> **Assigned task**
Word for word, restate all of the records.

> **Stored data**
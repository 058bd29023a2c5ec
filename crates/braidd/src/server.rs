//! Agent-facing dispatcher
//!
//! Accepts local agent connections, reads one JSON object per message, and
//! routes by `command`: OPEN_CONNECT constructs a session, GET_KEY and CLOSE
//! resolve an existing one by its hybrid KSID. The session registry lives
//! behind one coarse lock; each session serializes its own requests through
//! the `Arc<Mutex<_>>` entry, which is resolved under the registry lock and
//! then locked after the registry lock is released.

use crate::config::GeneralConfiguration;
use braid_net::PeerConnectionManager;
use braid_protocol::model::{CloseRequest, GetKeyRequest, OpenConnectRequest, PeerInfo};
use braid_protocol::Session;
use serde_json::{json, Value};
use std::collections::HashMap;
use std::net::SocketAddr;
use std::sync::Arc;
use tokio::io::{AsyncReadExt, AsyncWriteExt};
use tokio::net::{TcpListener, TcpStream};
use tokio::sync::{Mutex, Semaphore};

/// Upper bound on one agent message
const AGENT_MESSAGE_MAX_BYTES: usize = 65_057;
/// Bound on concurrently-served agent connections
const AGENT_WORKERS: usize = 10;

/// Process-wide daemon state
pub struct Server {
    config: GeneralConfiguration,
    peers_info: HashMap<String, PeerInfo>,
    peer_manager: Arc<PeerConnectionManager>,
    sessions: Mutex<HashMap<String, Arc<Mutex<Session>>>>,
}

impl Server {
    /// Build the daemon state, including the peer-connection manager
    pub fn new(
        config: GeneralConfiguration,
        peers_info: HashMap<String, PeerInfo>,
    ) -> anyhow::Result<Arc<Self>> {
        let peer_manager = Arc::new(PeerConnectionManager::new(
            config.peer_local_address.clone(),
            &config.certificate_config,
        )?);

        Ok(Arc::new(Self {
            config,
            peers_info,
            peer_manager,
            sessions: Mutex::new(HashMap::new()),
        }))
    }

    /// Bind the agent-facing listener
    pub async fn bind(&self) -> anyhow::Result<TcpListener> {
        let listener =
            TcpListener::bind(self.config.hybridization_server_address.to_pair()).await?;
        tracing::info!(
            address = %self.config.hybridization_server_address,
            "server listening for agents"
        );
        Ok(listener)
    }

    /// Start the peer listener and serve agent connections until failure
    pub async fn serve(self: Arc<Self>, listener: TcpListener) -> anyhow::Result<()> {
        self.peer_manager.start_listening().await?;

        let workers = Arc::new(Semaphore::new(AGENT_WORKERS));
        loop {
            let (stream, addr) = listener.accept().await?;
            let permit = Arc::clone(&workers).acquire_owned().await?;
            let server = Arc::clone(&self);
            tokio::spawn(async move {
                let _permit = permit;
                server.handle_connection(stream, addr).await;
            });
        }
    }

    /// Stop the peer listener
    pub async fn shutdown(&self) {
        self.peer_manager.stop_listening().await;
    }

    /// Serve one agent connection: request in, response out, until EOF
    async fn handle_connection(&self, mut stream: TcpStream, addr: SocketAddr) {
        tracing::info!(agent = %addr, "connection established with agent");

        let mut buf = vec![0u8; AGENT_MESSAGE_MAX_BYTES];
        loop {
            let n = match stream.read(&mut buf).await {
                Ok(0) => {
                    tracing::info!(agent = %addr, "connection closed by agent");
                    break;
                }
                Ok(n) => n,
                Err(e) => {
                    tracing::error!(agent = %addr, "failed to read from agent: {}", e);
                    break;
                }
            };

            let response = match serde_json::from_slice::<Value>(&buf[..n]) {
                Ok(request) => self.process_request(request).await,
                Err(_) => json!({"status": "error", "message": "Invalid JSON received"}),
            };

            match response.get("status") {
                Some(status) => {
                    tracing::info!(agent = %addr, status = %status, "sending response")
                }
                None => tracing::warn!(agent = %addr, "sending response without status"),
            }

            if let Err(e) = stream.write_all(response.to_string().as_bytes()).await {
                tracing::error!(agent = %addr, "failed to write to agent: {}", e);
                break;
            }
        }

        tracing::info!(agent = %addr, "request flow with agent completed");
    }

    /// Route one decoded request by its `command`
    pub async fn process_request(&self, request: Value) -> Value {
        let command = request.get("command").and_then(Value::as_str);
        let data = request.get("data").cloned().unwrap_or_else(|| json!({}));
        tracing::info!(command = command.unwrap_or("<missing>"), "received request");

        match command {
            Some("OPEN_CONNECT") => self.open_connect(data).await,
            Some("GET_KEY") => self.get_key(data).await,
            Some("CLOSE") => self.close(data).await,
            _ => json!({"status": "error", "message": "Unknown command"}),
        }
    }

    async fn open_connect(&self, data: Value) -> Value {
        match self.try_open_connect(data).await {
            Ok(response) => response,
            Err(e) => {
                tracing::error!("exception during OPEN_CONNECT: {:#}", e);
                json!({"status": 1, "message": "Fatal error during OPEN_CONNECT."})
            }
        }
    }

    async fn try_open_connect(&self, data: Value) -> anyhow::Result<Value> {
        let oc_request: OpenConnectRequest = serde_json::from_value(data)?;
        let uri_params = oc_request.uri_parameters()?;

        let mut session = Session::new(
            &self.config.node(),
            &self.peers_info,
            Arc::clone(&self.peer_manager),
            &uri_params,
        )?;
        tracing::info!("initializing new ETSI-004 session");

        let response = session.open_connect(&oc_request).await;
        if response["status"] == 0 {
            if let Some(ksid) = response["key_stream_id"].as_str() {
                self.sessions
                    .lock()
                    .await
                    .insert(ksid.to_string(), Arc::new(Mutex::new(session)));
            }
        }

        tracing::info!(status = %response["status"], "OPEN_CONNECT finished");
        Ok(response)
    }

    async fn get_key(&self, data: Value) -> Value {
        let gk_request: GetKeyRequest = match serde_json::from_value(data) {
            Ok(request) => request,
            Err(e) => {
                tracing::error!("exception during GET_KEY: {}", e);
                return json!({"status": 1, "message": "Fatal error during GET_KEY."});
            }
        };

        // Resolve under the registry lock, run under the session lock
        let session = self
            .sessions
            .lock()
            .await
            .get(&gk_request.key_stream_id)
            .cloned();
        let Some(session) = session else {
            return json!({
                "status": 1,
                "message": "No interface selected. OPEN_CONNECT must be called first.",
            });
        };

        tracing::info!(key_stream_id = %gk_request.key_stream_id, "routing GET_KEY");
        let result = session.lock().await.get_key(&gk_request).await;
        result
    }

    async fn close(&self, data: Value) -> Value {
        let cl_request: CloseRequest = match serde_json::from_value(data) {
            Ok(request) => request,
            Err(e) => {
                tracing::error!("exception during CLOSE: {}", e);
                return json!({"status": 1, "message": "Fatal error during CLOSE."});
            }
        };

        // Pop the entry before releasing the registry lock
        let session = self
            .sessions
            .lock()
            .await
            .remove(&cl_request.key_stream_id);
        let Some(session) = session else {
            return json!({
                "status": 1,
                "message": "No interface selected. OPEN_CONNECT must be called first.",
            });
        };

        tracing::info!(key_stream_id = %cl_request.key_stream_id, "routing CLOSE");
        let result = session.lock().await.close(&cl_request).await;
        result
    }

    /// Number of open sessions (for tests and introspection)
    pub async fn open_session_count(&self) -> usize {
        self.sessions.lock().await.len()
    }
}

> **Answer section**
repository 058bd29023a2c5ec
filename crates/braidd/src/server.rs
//! Agent-facing dispatcher
//!
//! Accepts local agent connections, reads one JSON object per message, and
//! routes by `command`: OPEN_CONNECT constructs a session, GET_KEY and CLOSE
//! resolve an existing one by its hybrid KSID. The session registry lives
//! behind one coarse lock; each session serializes its own requests through
//! the `Arc<Mutex<_>>` entry, which is resolved under the registry lock and
//! then locked after the registry lock is released.

use crate::config::GeneralConfiguration;
use braid_net::PeerConnectionManager;
use braid_protocol::model::{CloseRequest, GetKeyRequest, OpenConnectRequest, PeerInfo};
use braid_protocol::Session;
use serde_json::{json, Value};
use std::collections::HashMap;
use std::net::SocketAddr;
use std::sync::Arc;
use tokio::io::{AsyncReadExt, AsyncWriteExt};
use tokio::net::{TcpListener, TcpStream};
use tokio::sync::{Mutex, Semaphore};

/// Upper bound on one agent message
const AGENT_MESSAGE_MAX_BYTES: usize = 65_057;
/// Bound on concurrently-served agent connections
const AGENT_WORKERS: usize = 10;

/// Process-wide daemon state
pub struct Server {
    config: GeneralConfiguration,
    peers_info: HashMap<String, PeerInfo>,
    peer_manager: Arc<PeerConnectionManager>,
    sessions: Mutex<HashMap<String, Arc<Mutex<Session>>>>,
}

impl Server {
    /// Build the daemon state, including the peer-connection manager
    pub fn new(
        config: GeneralConfiguration,
        peers_info: HashMap<String, PeerInfo>,
    ) -> anyhow::Result<Arc<Self>> {
        let peer_manager = Arc::new(PeerConnectionManager::new(
            config.peer_local_address.clone(),
            &config.certificate_config,
        )?);

        Ok(Arc::new(Self {
            config,
            peers_info,
            peer_manager,
            sessions: Mutex::new(HashMap::new()),
        }))
    }

    /// Bind the agent-facing listener
    pub async fn bind(&self) -> anyhow::Result<TcpListener> {
        let listener =
            TcpListener::bind(self.config.hybridization_server_address.to_pair()).await?;
        tracing::info!(
            address = %self.config.hybridization_server_address,
            "server listening for agents"
        );
        Ok(listener)
    }

    /// Start the peer listener and serve agent connections until failure
    pub async fn serve(self: Arc<Self>, listener: TcpListener) -> anyhow::Result<()> {
        self.peer_manager.start_listening().await?;

        let workers = Arc::new(Semaphore::new(AGENT_WORKERS));
        loop {
            let (stream, addr) = listener.accept().await?;
            let permit = Arc::clone(&workers).acquire_owned().await?;
            let server = Arc::clone(&self);
            tokio::spawn(async move {
                let _permit = permit;
                server.handle_connection(stream, addr).await;
            });
        }
    }

    /// Stop the peer listener
    pub async fn shutdown(&self) {
        self.peer_manager.stop_listening().await;
    }

    /// Serve one agent connection: request in, response out, until EOF
    async fn handle_connection(&self, mut stream: TcpStream, addr: SocketAddr) {
        tracing::info!(agent = %addr, "connection established with agent");

        let mut buf = vec![0u8; AGENT_MESSAGE_MAX_BYTES];
        loop {
            let n = match stream.read(&mut buf).await {
                Ok(0) => {
                    tracing::info!(agent = %addr, "connection closed by agent");
                    break;
                }
                Ok(n) => n,
                Err(e) => {
                    tracing::error!(agent = %addr, "failed to read from agent: {}", e);
                    break;
                }
            };

            let response = match serde_json::from_slice::<Value>(&buf[..n]) {
                Ok(request) => self.process_request(request).await,
                Err(_) => json!({"status": "error", "message": "Invalid JSON received"}),
            };

            match response.get("status") {
                Some(status) => {
                    tracing::info!(agent = %addr, status = %status, "sending response")
                }
                None => tracing::warn!(agent = %addr, "sending response without status"),
            }

            if let Err(e) = stream.write_all(response.to_string().as_bytes()).await {
                tracing::error!(agent = %addr, "failed to write to agent: {}", e);
                break;
            }
        }

        tracing::info!(agent = %addr, "request flow with agent completed");
    }

    /// Route one decoded request by its `command`
    pub async fn process_request(&self, request: Value) -> Value {
        let command = request.get("command").and_then(Value::as_str);
        let data = request.get("data").cloned().unwrap_or_else(|| json!({}));
        tracing::info!(command = command.unwrap_or("<missing>"), "received request");

        match command {
            Some("OPEN_CONNECT") => self.open_connect(data).await,
            Some("GET_KEY") => self.get_key(data).await,
            Some("CLOSE") => self.close(data).await,
            _ => json!({"status": "error", "message": "Unknown command"}),
        }
    }

    async fn open_connect(&self, data: Value) -> Value {
        match self.try_open_connect(data).await {
            Ok(response) => response,
            Err(e) => {
                tracing::error!("exception during OPEN_CONNECT: {:#}", e);
                json!({"status": 1, "message": "Fatal error during OPEN_CONNECT."})
            }
        }
    }

    async fn try_open_connect(&self, data: Value) -> anyhow::Result<Value> {
        let oc_request: OpenConnectRequest = serde_json::from_value(data)?;
        let uri_params = oc_request.uri_parameters()?;

        let mut session = Session::new(
            &self.config.node(),
            &self.peers_info,
            Arc::clone(&self.peer_manager),
            &uri_params,
        )?;
        tracing::info!("initializing new ETSI-004 session");

        let response = session.open_connect(&oc_request).await;
        if response["status"] == 0 {
            if let Some(ksid) = response["key_stream_id"].as_str() {
                self.sessions
                    .lock()
                    .await
                    .insert(ksid.to_string(), Arc::new(Mutex::new(session)));
            }
        }

        tracing::info!(status = %response["status"], "OPEN_CONNECT finished");
        Ok(response)
    }

    async fn get_key(&self, data: Value) -> Value {
        let gk_request: GetKeyRequest = match serde_json::from_value(data) {
            Ok(request) => request,
            Err(e) => {
                tracing::error!("exception during GET_KEY: {}", e);
                return json!({"status": 1, "message": "Fatal error during GET_KEY."});
            }
        };

        // Resolve under the registry lock, run under the session lock
        let session = self
            .sessions
            .lock()
            .await
            .get(&gk_request.key_stream_id)
            .cloned();
        let Some(session) = session else {
            return json!({
                "status": 1,
                "message": "No interface selected. OPEN_CONNECT must be called first.",
            });
        };

        tracing::info!(key_stream_id = %gk_request.key_stream_id, "routing GET_KEY");
        let result = session.lock().await.get_key(&gk_request).await;
        result
    }

    async fn close(&self, data: Value) -> Value {
        let cl_request: CloseRequest = match serde_json::from_value(data) {
            Ok(request) => request,
            Err(e) => {
                tracing::error!("exception during CLOSE: {}", e);
                return json!({"status": 1, "message": "Fatal error during CLOSE."});
            }
        };

        // Pop the entry before releasing the registry lock
        let session = self
            .sessions
            .lock()
            .await
            .remove(&cl_request.key_stream_id);
        let Some(session) = session else {
            return json!({
                "status": 1,
                "message": "No interface selected. OPEN_CONNECT must be called first.",
            });
        };

        tracing::info!(key_stream_id = %cl_request.key_stream_id, "routing CLOSE");
        let result = session.lock().await.close(&cl_request).await;
        result
    }

    /// Number of open sessions (for tests and introspection)
    pub async fn open_session_count(&self) -> usize {
        self.sessions.lock().await.len()
    }
}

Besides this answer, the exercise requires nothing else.